Bleak realities

Budget prospects: Overspending and a fall in outside aid presage difficult times for Baltimore.

April 02, 2002

THE GOOD NEWS is that Baltimore's property tax revenues, fueled by strong home sales, are rising. But property taxes raise only 28.7 percent of the city's revenues.

In fact, 34.5 percent of Baltimore's $1.7 billion annual operating budget comes from the state and federal governments. Both are slashing aid, due to recent bad economic times. The modest growth in local revenues will not compensate for those cuts.

This is the bleak picture Mayor Martin O'Malley faces in preparing the city's budget for the fiscal year starting in July. Making matters worse is the reality that the city has an $8 million gap in the current year's budget, largely because of unanticipated spending on security in the wake of last September's terrorist attacks.

The O'Malley administration's budget plan calls for laying off 121 city workers and eliminating 379 vacant positions.

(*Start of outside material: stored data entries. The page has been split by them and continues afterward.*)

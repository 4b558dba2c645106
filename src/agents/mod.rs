//! Database-scoped agents and their tools.
//!
//! An [`Agent`] is a tool-using executor bound to exactly one database with
//! fixed instructions. Its tools are typed records whose handlers capture the
//! target database by value at creation time, so a call can never be
//! retargeted at another database. Tools are stateless between requests;
//! request-scoped state (shared memory, cancellation, spans) arrives with
//! each [`ToolInvocation`].

pub mod factory;

use std::fmt;
use std::sync::Arc;

use chrono::{DateTime, Utc};
use futures::future::BoxFuture;
use serde_json::Value;
use tokio_util::sync::CancellationToken;
use uuid::Uuid;

use crate::llm::ToolDefinition;
use crate::memory::SharedMemory;
use crate::runtime::spans::SpanCollector;

pub use factory::{AgentFactory, AgentPool, PoolStatus};

/// Request-scoped context handed to every tool call.
#[derive(Clone)]
pub struct ToolInvocation {
    pub arguments: Value,
    /// The current request's shared memory, and only it.
    pub memory: Arc<SharedMemory>,
    pub cancel: CancellationToken,
    pub spans: SpanCollector,
    /// Span to nest tool-internal spans under.
    pub parent_span: Option<String>,
}

pub type ToolHandler =
    Arc<dyn Fn(ToolInvocation) -> BoxFuture<'static, anyhow::Result<String>> + Send + Sync>;

/// A named callable with a typed argument shape.
#[derive(Clone)]
pub struct Tool {
    pub definition: ToolDefinition,
    pub handler: ToolHandler,
}

impl Tool {
    pub fn new(definition: ToolDefinition, handler: ToolHandler) -> Self {
        Self {
            definition,
            handler,
        }
    }

    pub fn name(&self) -> &str {
        &self.definition.name
    }

    pub async fn invoke(&self, invocation: ToolInvocation) -> anyhow::Result<String> {
        (self.handler)(invocation).await
    }
}

impl fmt::Debug for Tool {
    fn fmt(&self, f: &mut fmt::Formatter<'_>) -> fmt::Result {
        f.debug_struct("Tool")
            .field("name", &self.definition.name)
            .finish()
    }
}

/// A tool-using executor with fixed instructions and a bound tool set.
#[derive(Clone)]
pub struct Agent {
    pub id: Uuid,
    /// Display name, e.g. `Agent_kgnormal`.
    pub name: String,
    /// Bound database; `None` for synthetic agents (supervisor, answer).
    pub database: Option<String>,
    pub instructions: String,
    pub tools: Vec<Tool>,
    pub created_at: DateTime<Utc>,
}

impl Agent {
    pub fn new(
        name: impl Into<String>,
        database: Option<String>,
        instructions: impl Into<String>,
        tools: Vec<Tool>,
    ) -> Self {
        Self {
            id: Uuid::new_v4(),
            name: name.into(),
            database,
            instructions: instructions.into(),
            tools,
            created_at: Utc::now(),
        }
    }

    pub fn tool(&self, name: &str) -> Option<&Tool> {
        self.tools.iter().find(|t| t.name() == name)
    }

    pub fn tool_definitions(&self) -> Vec<ToolDefinition> {
        self.tools.iter().map(|t| t.definition.clone()).collect()
    }
}

impl fmt::Debug for Agent {
    fn fmt(&self, f: &mut fmt::Formatter<'_>) -> fmt::Result {
        f.debug_struct("Agent")
            .field("name", &self.name)
            .field("database", &self.database)
            .field("tools", &self.tools.iter().map(Tool::name).collect::<Vec<_>>())
            .finish()
    }
}

#[cfg(test)]
mod tests {
    use super::*;
    use serde_json::json;

    fn noop_tool(name: &str) -> Tool {
        Tool::new(
            ToolDefinition {
                name: name.to_string(),
                description: "test tool".to_string(),
                parameters: json!({"type": "object", "properties": {}}),
            },
            Arc::new(|_inv| Box::pin(async { Ok("ok".to_string()) })),
        )
    }

    #[test]
    fn tools_are_found_by_name() {
        let agent = Agent::new(
            "Agent_kgnormal",
            Some("kgnormal".to_string()),
            "instructions",
            vec![noop_tool("query_db"), noop_tool("get_schema")],
        );
        assert!(agent.tool("query_db").is_some());
        assert!(agent.tool("missing").is_none());
        assert_eq!(agent.tool_definitions().len(), 2);
    }
}
//! Span records for the observability sink.
//!
//! Nested spans with `{name, start, end, metadata, parent}`. Debate workers
//! nest under the orchestration span; semantic steps form a linear chain.
//! The collector is request-scoped and cheap to clone.

use std::sync::{Arc, Mutex};

use chrono::{DateTime, Utc};
use serde::{Deserialize, Serialize};
use serde_json::Value;
use uuid::Uuid;

#[derive(Debug, Clone, Serialize, Deserialize)]
pub struct SpanRecord {
    pub id: String,
    pub name: String,
    pub start: DateTime<Utc>,
    pub end: DateTime<Utc>,
    #[serde(default)]
    pub metadata: Value,
    #[serde(default, skip_serializing_if = "Option::is_none")]
    pub parent: Option<String>,
}

/// An open span; finish it through the collector.
#[derive(Debug)]
pub struct SpanHandle {
    pub id: String,
    name: String,
    start: DateTime<Utc>,
    parent: Option<String>,
}

#[derive(Clone, Default)]
pub struct SpanCollector {
    inner: Arc<Mutex<Vec<SpanRecord>>>,
}

impl SpanCollector {
    pub fn new() -> Self {
        Self::default()
    }

    pub fn start(&self, name: &str, parent: Option<&str>) -> SpanHandle {
        SpanHandle {
            id: Uuid::new_v4().to_string(),
            name: name.to_string(),
            start: Utc::now(),
            parent: parent.map(String::from),
        }
    }

    pub fn finish(&self, handle: SpanHandle, metadata: Value) {
        let record = SpanRecord {
            id: handle.id,
            name: handle.name,
            start: handle.start,
            end: Utc::now(),
            metadata,
            parent: handle.parent,
        };
        self.inner.lock().expect("span lock poisoned").push(record);
    }

    pub fn snapshot(&self) -> Vec<SpanRecord> {
        self.inner.lock().expect("span lock poisoned").clone()
    }

    /// Merge spans recorded by a run-local collector.
    pub fn extend(&self, records: Vec<SpanRecord>) {
        self.inner
            .lock()
            .expect("span lock poisoned")
            .extend(records);
    }
}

When the crunch comes, the mayor is likely to try to reduce the number of layoffs by cutting services that are deemed non-essential. City parks could receive less care, and building maintenance could be postponed.

However, the mayor has pledged that there will be no property tax increase. That's a relief. Baltimoreans, after all, are already by far the state's most heavily taxed homeowners.

Even if the national economy turns around, Baltimore's predicament will not end. Too much of the budget is simply stopgap financing.

One example is the pioneering "payment in lieu of taxes" agreement the city negotiated last year with major nonprofit institutions. It will raise $6 million in the next fiscal year.

The voluntary agreement will expire in another two years. But it's likely that colleges, hospitals and foundations will be asked to continue their payments.

This may be a perfectly legitimate expectation. But it shows that what begins as a one-time offer of help tends to turn into a long-term tax in a fiscally strapped city.